Report every line of the records that contains the word "TableData".

▶ [Working data]
○ ○ ○

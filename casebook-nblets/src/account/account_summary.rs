//! Summarize activity for an account: recent logon events and related
//! alerts over the query timespan.

use tracing::debug;

use casebook_core::error::{NotebookletError, ProviderError};
use casebook_core::notebooklet::{
    resolve_options, Notebooklet, NotebookletMetadata, NotebookletResult, OptionDoc, RunRequest,
};
use casebook_core::providers::{DataProviders, QueryArgs, PROVIDER_QUERY};
use casebook_core::timespan::Timespan;
use casebook_core::types::{AccountEntity, Entity, EntityType, TableData};
use casebook_core::Result;

use crate::nblib::alert::{alert_timeline, fetch_related_alerts, AlertCache};
use crate::nblib::queries;

/// Construct an [`AccountSummary`] bound to a provider set.
pub fn factory(providers: &DataProviders) -> Result<Box<dyn Notebooklet>> {
    Ok(Box::new(AccountSummary::new(providers)?))
}

/// Account summary notebooklet.
pub struct AccountSummary {
    metadata: NotebookletMetadata,
    providers: DataProviders,
    alert_cache: AlertCache,
    last_result: Option<NotebookletResult>,
}

impl AccountSummary {
    pub fn declared_metadata() -> NotebookletMetadata {
        NotebookletMetadata {
            name: "AccountSummary".into(),
            module_path: "account.account_summary".into(),
            description: "Account summary: recent logons and related alerts \
                          for an account"
                .into(),
            category: "account".into(),
            keywords: [
                "account",
                "user",
                "logon",
                "signin",
                "azure",
                "active_directory",
            ]
            .iter()
            .map(|k| k.to_string())
            .collect(),
            entity_types: vec![EntityType::Account],
            options: vec![
                OptionDoc::new("logons", "Query recent logon events for the account.", true),
                OptionDoc::new("alerts", "Query alerts related to the account.", true),
            ],
            req_providers: vec![PROVIDER_QUERY.to_string()],
        }
    }

    pub fn new(providers: &DataProviders) -> Result<Self> {
        let metadata = Self::declared_metadata();
        providers.require(&metadata.req_providers, &metadata.name)?;
        Ok(Self {
            metadata,
            providers: providers.clone(),
            alert_cache: AlertCache::new(),
            last_result: None,
        })
    }

    /// Drop all memoized fetches so the next run hits the providers.
    pub fn reset_cache(&mut self) {
        self.alert_cache.clear();
    }

    fn fetch_logons(
        &self,
        timespan: &Timespan,
        account_name: &str,
    ) -> std::result::Result<TableData, ProviderError> {
        let mut args = QueryArgs::new();
        args.insert("account_name".into(), account_name.to_string());
        self.providers
            .query_provider()
            .run_query(queries::ACCOUNT_LOGONS, timespan, &args)
    }
}

impl Notebooklet for AccountSummary {
    fn metadata(&self) -> &NotebookletMetadata {
        &self.metadata
    }

    fn run(&mut self, request: RunRequest) -> Result<NotebookletResult> {
        let options = resolve_options(&self.metadata, request.options.as_deref())?;
        let value = request
            .value
            .as_deref()
            .ok_or(NotebookletError::MissingParameter {
                name: "value".into(),
            })?;
        let timespan = request
            .timespan
            .ok_or(NotebookletError::MissingParameter {
                name: "timespan".into(),
            })?;
        let has = |name: &str| options.iter().any(|o| o == name);
        let output = self.providers.output().with_run_silent(request.silent);

        let mut result =
            NotebookletResult::new(self.metadata.description.clone(), Some(timespan));
        let account_name = value.to_string();

        output.markdown(&format!("Account: {account_name}"));
        result.set_entity(
            "account_entity",
            Entity::Account(AccountEntity::new(&account_name)),
        );

        if has("logons") {
            output.data_wait("Account logons");
            match self.fetch_logons(&timespan, &account_name) {
                Ok(logons) => {
                    if logons.is_empty() {
                        output.markdown("No logon events found.");
                    } else {
                        output.markdown(&format!("Found {} logon events.", logons.len()));
                    }
                    result.set_table("account_logons", logons);
                }
                Err(err) => {
                    debug!(account = %account_name, error = %err, "Logon fetch failed")
                }
            }
        }

        if has("alerts") {
            output.data_wait("Related alerts");
            match fetch_related_alerts(
                &self.providers,
                &mut self.alert_cache,
                &output,
                &timespan,
                "account_name",
                &account_name,
            ) {
                Ok(alerts) => {
                    if !alerts.is_empty() {
                        if let Some(plot) = alert_timeline(&output, &alerts) {
                            result.set_timeline("alert_timeline", plot);
                        }
                    }
                    result.set_table("related_alerts", alerts);
                }
                Err(err) => {
                    debug!(account = %account_name, error = %err, "Related alerts fetch failed")
                }
            }
        }

        self.last_result = Some(result.clone());
        Ok(result)
    }

    fn last_result(&self) -> Option<&NotebookletResult> {
        self.last_result.as_ref()
    }
}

○ ○ ○

▶ [Task response]
use casebook_core::types::{AccountEntity, Entity, EntityType, TableData};
    ) -> std::result::Result<TableData, ProviderError> {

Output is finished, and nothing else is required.